According to further disclosed aspects, method for fabricating a cooling plate for microchip is provided, comprising: providing a first metal plate and forming primary cooling channel in the first metal plate to thereby fabricate a bottom plate; providing a second metal plate and forming secondary cooling channel to thereby fabricate a top plate; fabricating a first set of inlet and outlet ports in the top plate, the first set having fluid passage to the secondary cooling channel; fabricating a second set of inlet and outlet ports in the top plate, the second set having an opening at bottom surface of the top plate to form fluid passage to the primary cooling channel upon attachment of the top plate to the bottom plate; and, attaching the top plate to the bottom plate.

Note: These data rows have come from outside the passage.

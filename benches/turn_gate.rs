use criterion::{black_box, criterion_group, criterion_main, Criterion};
use hide_and_seek_client::adapter::protocol::parse_server_message;
use hide_and_seek_client::core::{Step, TurnGate};
use hide_and_seek_client::types::{Agent, AgentType, GameStatus, GameView, Turn, TurnType};

fn view(n: u32, t: TurnType) -> GameView {
    GameView::new(GameStatus::Ongoing, Turn::new(n, t), Agent::new(1, AgentType::Police))
}

fn bench_step_same_turn(c: &mut Criterion) {
    let mut gate = TurnGate::new();
    let v = view(2, TurnType::PoliceTurn);
    gate.step(&v);
    gate.mark_acted();

    c.bench_function("gate_step_same_turn", |b| {
        b.iter(|| gate.step(black_box(&v)))
    });
}

fn bench_step_turn_change(c: &mut Criterion) {
    let views = [view(1, TurnType::ThiefTurn), view(2, TurnType::PoliceTurn)];
    let mut gate = TurnGate::new();
    gate.step(&views[0]);

    c.bench_function("gate_step_turn_change", |b| {
        let mut i = 0usize;
        b.iter(|| {
            i ^= 1;
            let step = gate.step(black_box(&views[i]));
            if step == Step::Move {
                gate.mark_acted();
            }
            step
        })
    });
}

fn bench_can_move(c: &mut Criterion) {
    let gate = TurnGate::new();
    let v = view(3, TurnType::ThiefTurn);

    c.bench_function("can_move", |b| b.iter(|| gate.can_move(black_box(&v))));
}

fn bench_parse_view(c: &mut Criterion) {
    let line = r#"{"type":"view","seq":9,"ts":1,"view":{"status":"ongoing","turn":{"turn_number":4,"turn_type":"police_turn"},"viewer":{"id":1,"team":"first","agent_type":"police","node_id":3,"is_dead":false}}}"#;

    c.bench_function("parse_view_line", |b| {
        b.iter(|| parse_server_message(black_box(line)))
    });
}

criterion_group!(
    benches,
    bench_step_same_turn,
    bench_step_turn_change,
    bench_can_move,
    bench_parse_view
);
criterion_main!(benches);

In the foregoing specification, embodiments of the invention have been described with reference to specific exemplary embodiments thereof. It will be evident that various modifications may be made thereto without departing from the broader spirit and scope of the invention as set forth in the following claims. The specification and drawings are, accordingly, to be regarded in an illustrative sense rather than a restrictive sense.
Claims
1. A cooling plate for cooling microchips, comprising:
- a bottom plate incorporating a primary fluid cooling arrangement, the primary cooling arrangement comprising a first two-phase cooling cell, a second two-phase cooling cell, and a primary fluid cooling channel positioned between the first two-phase cooling cell and the second two-phase cooling cell;
- a top plate attached to the bottom plate and having a secondary fluid cooling arrangement fluidly separated from the primary fluid cooling arrangement, wherein the secondary fluid cooling arrangement comprises fluid cooling channels formed in the top plate, a fluid inlet port fluidly coupled to the fluid channels and a fluid outlet port fluidly coupled to the fluid channels.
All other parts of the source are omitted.